Here is the repository of two DRL cases mentioned in the article with the primitive DRLinFluids package. We provide this repository for quick understanding and testing, and the DRLinFluids package is now available on This page.
Note
This repository is for backup only. We highly suggest running the experiments in a docker or singularity container.

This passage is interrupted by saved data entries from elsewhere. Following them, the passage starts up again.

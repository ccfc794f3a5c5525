use veriflow::constraints::{
    deserialize_line, AbsoluteValueConstraint, BilinearConstraint, ConstraintKind,
    DisjunctionConstraint, LeakyReluConstraint, MaxConstraint, Phase, PieceSplit,
    PiecewiseConstraint, ReluConstraint, RoundConstraint, SigmoidConstraint, SignConstraint,
    SoftmaxConstraint,
};
use veriflow::{BoundKind, EquationKind, LinearExpression, Query, Tightening};

fn contains(tightenings: &[Tightening], expected: Tightening) -> bool {
    tightenings.iter().any(|t| {
        t.variable == expected.variable
            && t.kind == expected.kind
            && (t.value - expected.value).abs() < 1e-9
    })
}

#[test]
fn test_relu_phase_fixes_and_stays_fixed() {
    let mut relu = ReluConstraint::new(1, 2);
    assert_eq!(relu.phase(), Phase::NotFixed);

    relu.notify_lower_bound(1, -2.0);
    relu.notify_upper_bound(1, 3.0);
    assert_eq!(relu.phase(), Phase::NotFixed);

    relu.notify_lower_bound(1, 1.0);
    assert_eq!(relu.phase(), Phase::Active);

    // Once fixed the phase never unfixes, whatever arrives later.
    relu.notify_upper_bound(2, 0.0);
    assert_eq!(relu.phase(), Phase::Active);
}

#[test]
fn test_relu_phase_depends_only_on_final_bounds() {
    // Same final bounds through two different notification orders.
    let mut first = ReluConstraint::new(0, 1);
    first.notify_lower_bound(0, -1.0);
    first.notify_upper_bound(0, -0.5);

    let mut second = ReluConstraint::new(0, 1);
    second.notify_upper_bound(0, -0.5);
    second.notify_lower_bound(0, -1.0);

    assert_eq!(first.phase(), Phase::Inactive);
    assert_eq!(first.phase(), second.phase());
}

#[test]
fn test_relu_entailed_tightenings() {
    let mut relu = ReluConstraint::new(1, 2);
    relu.notify_lower_bound(1, -2.0);
    relu.notify_upper_bound(1, 3.0);

    let mut tightenings = Vec::new();
    relu.entailed_tightenings(&mut tightenings);
    assert!(contains(&tightenings, Tightening::lower(2, 0.0)));
    assert!(contains(&tightenings, Tightening::upper(2, 3.0)));
}

#[test]
fn test_relu_case_splits_are_complementary() {
    let relu = ReluConstraint::new(1, 2);
    let cases = relu.all_cases();
    assert_eq!(cases, vec![Phase::Inactive, Phase::Active]);

    // Inactive: b <= 0 and f pinned to zero.
    let inactive = relu.case_split(Phase::Inactive).unwrap();
    assert!(contains(&inactive.tightenings, Tightening::upper(1, 0.0)));
    assert!(contains(&inactive.tightenings, Tightening::upper(2, 0.0)));
    assert!(inactive.equations.is_empty());

    // Active: b >= 0 and the equation f = b.
    let active = relu.case_split(Phase::Active).unwrap();
    assert!(contains(&active.tightenings, Tightening::lower(1, 0.0)));
    assert_eq!(active.equations.len(), 1);
    let eq = &active.equations[0];
    assert_eq!(eq.kind(), EquationKind::Equality);
    assert_eq!(eq.coefficient(2), 1.0);
    assert_eq!(eq.coefficient(1), -1.0);
    assert_eq!(eq.scalar(), 0.0);
}

#[test]
fn test_relu_valid_split_follows_phase() {
    let mut relu = ReluConstraint::new(1, 2);
    assert!(relu.valid_split().is_none());

    relu.notify_lower_bound(1, 0.5);
    let split = relu.valid_split().unwrap();
    assert_eq!(split.equations.len(), 1);
}

#[test]
fn test_relu_aux_transformation() {
    let mut query = Query::new();
    query.set_num_variables(2);
    let mut relu = ReluConstraint::new(0, 1);

    relu.transform_to_use_aux(&mut query);

    // Two fresh non-negative aux variables and their defining equations.
    assert_eq!(query.num_variables(), 4);
    assert_eq!(query.num_equations(), 2);
    assert_eq!(query.lower_bound(2).unwrap(), 0.0);
    assert_eq!(query.lower_bound(3).unwrap(), 0.0);
    assert!(relu.participating_variables().contains(&2));
    assert!(relu.participating_variables().contains(&3));

    // With aux variables in use, splits tighten instead of adding equations.
    let active = relu.case_split(Phase::Active).unwrap();
    assert!(active.equations.is_empty());
    assert!(contains(&active.tightenings, Tightening::upper(2, 0.0)));
}

#[test]
fn test_relu_cost_terms() {
    let relu = ReluConstraint::new(1, 2);

    let mut active = LinearExpression::new();
    relu.cost_term(Phase::Active, &mut active);
    assert_eq!(active.coefficients.get(&2), Some(&1.0));
    assert_eq!(active.coefficients.get(&1), Some(&-1.0));

    let mut inactive = LinearExpression::new();
    relu.cost_term(Phase::Inactive, &mut inactive);
    assert_eq!(inactive.coefficients.get(&2), Some(&1.0));
    assert_eq!(inactive.coefficients.get(&1), None);
}

#[test]
fn test_duplicate_is_independent() {
    let original: Box<dyn PiecewiseConstraint> = Box::new(ReluConstraint::new(0, 1));
    let mut clone = original.clone();

    clone.notify_lower_bound(0, 1.0);
    assert_eq!(clone.phase(), Phase::Active);
    assert_eq!(original.phase(), Phase::NotFixed);
}

#[test]
fn test_restore_state_undoes_a_fixed_phase() {
    let checkpoint: Box<dyn PiecewiseConstraint> = Box::new(ReluConstraint::new(0, 1));
    let mut live = checkpoint.clone();

    live.notify_lower_bound(0, 2.0);
    assert_eq!(live.phase(), Phase::Active);

    live.restore_state(checkpoint.as_ref());
    assert_eq!(live.phase(), Phase::NotFixed);
}

#[test]
fn test_leaky_relu_entailed_and_splits() {
    let mut leaky = LeakyReluConstraint::new(1, 2, 0.1);
    leaky.notify_lower_bound(1, -10.0);
    leaky.notify_upper_bound(1, 5.0);

    let mut tightenings = Vec::new();
    leaky.entailed_tightenings(&mut tightenings);
    assert!(contains(&tightenings, Tightening::lower(2, -1.0)));
    assert!(contains(&tightenings, Tightening::upper(2, 5.0)));

    // Inactive case: f = slope * b.
    let inactive = leaky.case_split(Phase::Inactive).unwrap();
    let eq = &inactive.equations[0];
    assert_eq!(eq.coefficient(2), 1.0);
    assert!((eq.coefficient(1) + 0.1).abs() < 1e-12);

    let mut cost = LinearExpression::new();
    leaky.cost_term(Phase::Inactive, &mut cost);
    assert!((cost.coefficients[&1] + 0.1).abs() < 1e-12);
}

#[test]
fn test_sign_phases_and_entailed() {
    let mut sign = SignConstraint::new(0, 1);
    sign.notify_lower_bound(0, 0.0);
    assert_eq!(sign.phase(), Phase::Positive);

    let mut tightenings = Vec::new();
    sign.entailed_tightenings(&mut tightenings);
    assert!(contains(&tightenings, Tightening::lower(1, 1.0)));
    assert!(contains(&tightenings, Tightening::upper(1, 1.0)));

    let mut negative = SignConstraint::new(0, 1);
    negative.notify_upper_bound(0, -0.5);
    assert_eq!(negative.phase(), Phase::Negative);
}

#[test]
fn test_absolute_value_phases_and_splits() {
    let mut abs = AbsoluteValueConstraint::new(0, 1);
    abs.notify_lower_bound(0, -3.0);
    abs.notify_upper_bound(0, -1.0);
    assert_eq!(abs.phase(), Phase::Negative);

    let mut tightenings = Vec::new();
    abs.entailed_tightenings(&mut tightenings);
    assert!(contains(&tightenings, Tightening::lower(1, 1.0)));
    assert!(contains(&tightenings, Tightening::upper(1, 3.0)));

    // Negative split carries f = -b.
    let split = abs.case_split(Phase::Negative).unwrap();
    let eq = &split.equations[0];
    assert_eq!(eq.coefficient(1), 1.0);
    assert_eq!(eq.coefficient(0), 1.0);
}

#[test]
fn test_max_phase_fixes_on_dominating_element() {
    let mut max = MaxConstraint::new(10, vec![0, 1, 2]);
    max.notify_lower_bound(0, 5.0);
    max.notify_upper_bound(0, 6.0);
    max.notify_upper_bound(1, 1.0);
    max.notify_lower_bound(1, 0.0);
    max.notify_upper_bound(2, 4.0);
    max.notify_lower_bound(2, 0.0);

    assert_eq!(max.phase(), Phase::Case(0));

    let mut tightenings = Vec::new();
    max.entailed_tightenings(&mut tightenings);
    assert!(contains(&tightenings, Tightening::lower(10, 5.0)));
    assert!(contains(&tightenings, Tightening::upper(10, 6.0)));

    // The winning split pins f to the element and dominates the others.
    let split = max.case_split(Phase::Case(0)).unwrap();
    assert_eq!(split.equations.len(), 3);
    assert_eq!(split.equations[0].kind(), EquationKind::Equality);
    assert_eq!(split.equations[1].kind(), EquationKind::GreaterEq);

    let mut cost = LinearExpression::new();
    max.cost_term(Phase::Case(0), &mut cost);
    assert_eq!(cost.coefficients.get(&10), Some(&1.0));
    assert_eq!(cost.coefficients.get(&0), Some(&-1.0));
}

#[test]
fn test_max_elimination() {
    let mut max = MaxConstraint::new(5, vec![0, 1]);
    max.eliminate_variable(0, 2.0);
    assert!(!max.is_obsolete());

    max.eliminate_variable(5, 2.0);
    assert!(max.is_obsolete());
}

#[test]
fn test_round_entailed_tightenings() {
    let mut round = RoundConstraint::new(0, 1);
    round.notify_lower_bound(0, 1.2);
    round.notify_upper_bound(0, 3.7);
    round.notify_lower_bound(1, 0.0);
    round.notify_upper_bound(1, 10.0);

    let mut tightenings = Vec::new();
    round.entailed_tightenings(&mut tightenings);
    assert!(contains(&tightenings, Tightening::lower(1, 1.0)));
    assert!(contains(&tightenings, Tightening::upper(1, 4.0)));
    assert!(contains(&tightenings, Tightening::upper(0, 10.5)));
}

#[test]
fn test_sigmoid_entailed_tightenings() {
    let mut sigmoid = SigmoidConstraint::new(0, 1);
    sigmoid.notify_lower_bound(0, 0.0);
    sigmoid.notify_upper_bound(0, 2.0);

    let mut tightenings = Vec::new();
    sigmoid.entailed_tightenings(&mut tightenings);
    assert!(contains(&tightenings, Tightening::lower(1, 0.5)));
    let expected = 1.0 / (1.0 + (-2.0f64).exp());
    assert!(contains(&tightenings, Tightening::upper(1, expected)));
}

#[test]
fn test_bilinear_entailed_tightenings() {
    let mut bilinear = BilinearConstraint::new(0, 1, 2);
    bilinear.notify_lower_bound(0, -1.0);
    bilinear.notify_upper_bound(0, 2.0);
    bilinear.notify_lower_bound(1, 3.0);
    bilinear.notify_upper_bound(1, 5.0);

    let mut tightenings = Vec::new();
    bilinear.entailed_tightenings(&mut tightenings);
    assert!(contains(&tightenings, Tightening::lower(2, -5.0)));
    assert!(contains(&tightenings, Tightening::upper(2, 10.0)));
}

#[test]
fn test_softmax_pairs_inputs_with_outputs() {
    let softmax = SoftmaxConstraint::new(vec![0, 1, 2], vec![3, 4, 5]);
    assert_eq!(softmax.output_for_input(1), Some(4));
    assert_eq!(softmax.output_for_input(7), None);

    let mut tightenings = Vec::new();
    softmax.entailed_tightenings(&mut tightenings);
    assert!(contains(&tightenings, Tightening::lower(3, 0.0)));
    assert!(contains(&tightenings, Tightening::upper(5, 1.0)));
}

#[test]
fn test_disjunction_narrows_to_single_case() {
    let mut left = PieceSplit::new();
    left.tightenings.push(Tightening::upper(0, 1.0));
    let mut right = PieceSplit::new();
    right.tightenings.push(Tightening::lower(0, 5.0));

    let mut disj = DisjunctionConstraint::new(vec![left, right]);
    assert_eq!(disj.all_cases(), vec![Phase::Case(0), Phase::Case(1)]);
    assert_eq!(disj.phase(), Phase::NotFixed);

    // Raising x0 past 1 rules the first disjunct out.
    disj.notify_lower_bound(0, 2.0);
    assert_eq!(disj.phase(), Phase::Case(1));

    let mut tightenings = Vec::new();
    disj.entailed_tightenings(&mut tightenings);
    assert!(contains(&tightenings, Tightening::lower(0, 5.0)));
}

#[test]
fn test_serialization_round_trips_every_kind() {
    let constraints: Vec<Box<dyn PiecewiseConstraint>> = vec![
        Box::new(ReluConstraint::new(1, 2)),
        Box::new(LeakyReluConstraint::new(1, 2, 0.25)),
        Box::new(SignConstraint::new(3, 4)),
        Box::new(AbsoluteValueConstraint::new(5, 6)),
        Box::new(MaxConstraint::new(9, vec![5, 6, 7])),
        Box::new(RoundConstraint::new(0, 1)),
        Box::new(SigmoidConstraint::new(2, 3)),
        Box::new(SoftmaxConstraint::new(vec![0, 1], vec![2, 3])),
        Box::new(BilinearConstraint::new(0, 1, 2)),
    ];

    for constraint in constraints {
        let line = constraint.serialize_line();
        let reparsed = deserialize_line(&line).unwrap();
        assert_eq!(reparsed.kind(), constraint.kind());
        assert_eq!(reparsed.serialize_line(), line);
        assert_eq!(
            reparsed.participating_variables(),
            constraint.participating_variables()
        );
    }
}

#[test]
fn test_disjunction_serialization_round_trip() {
    let mut left = PieceSplit::new();
    left.tightenings.push(Tightening::upper(0, 0.5));
    let mut right = PieceSplit::new();
    right.tightenings.push(Tightening {
        variable: 0,
        value: 0.9,
        kind: BoundKind::Lower,
    });
    let mut eq = veriflow::Equation::new(EquationKind::LessEq);
    eq.add_addend(1.0, 1);
    eq.add_addend(-1.0, 2);
    eq.set_scalar(0.0);
    right.equations.push(eq);

    let disj = DisjunctionConstraint::new(vec![left, right]);
    let line = disj.serialize_line();
    assert!(line.starts_with("disj,2,"));

    let reparsed = deserialize_line(&line).unwrap();
    assert_eq!(reparsed.kind(), ConstraintKind::Disjunction);
    assert_eq!(reparsed.serialize_line(), line);
}

#[test]
fn test_obsolete_after_elimination() {
    let mut relu = ReluConstraint::new(0, 1);
    assert!(!relu.is_obsolete());
    relu.eliminate_variable(1, 0.0);
    assert!(relu.is_obsolete());
}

A short introduction to creating containers, exporting them, and using them in your own Linux device is described as follows.
docker pull dolores1900/drlinfluids:v2
docker image ls
docker run -itd -u 98765 -v /root:/root new_drlinfluids:latest /bin/bash # Run Docker as a non-root user
docker ps
docker exec -it $(container_id) /bin/bash # Run Docker as a non-root user
#cylinder_training
cd DRLinfluids/cylinder2D_multiprocessing
python DRLinFluids_cylinder/launch_multiprocessing_traning_cylinder.py
#square_training
cd DRLinfluids/square2D_multiprocessing
python DRLinFluids_square/launch_multiprocessing_traning_square.py
# must run singularity as a non-root user
sudo singularity build DRLinfluids.sif docker://dolores1900/drlinfluids:v2
singularity build --sandbox DRLinfluids_sandbox/ DRLinfluids.sif
singularity shell -w DRLinfluids_sandbox/
# Setting in OpenFOAMv8 in newbc
source /opt/openfoam8/etc/bashrc #OpenFOAM compile boundary conditions
cd DRLinfluids/newbc
wclean
wmake
# cylinder_training
cd DRLinfluids/cylinder2D_multiprocessing
python DRLinFluids_cylinder/launch_multiprocessing_traning_cylinder.py
#square_training
cd DRLinfluids/square2D_multiprocessing
python DRLinFluids_square/launch_multiprocessing_traning_square.py
Note
Before launching any script, check that you have installed completed dependencies. (tested on Ubuntu 20.04)
numpy==1.19.5
pandas==1.3.3
PeakUtils==1.3.3
scipy==1.7.1
Tensorforce==0.6.0
tianshou==0.4.7
gym==0.19.0
The wmake script is executed by typing:
# Setting proper OpenFOAM environment variables in Linux (according to actual situation)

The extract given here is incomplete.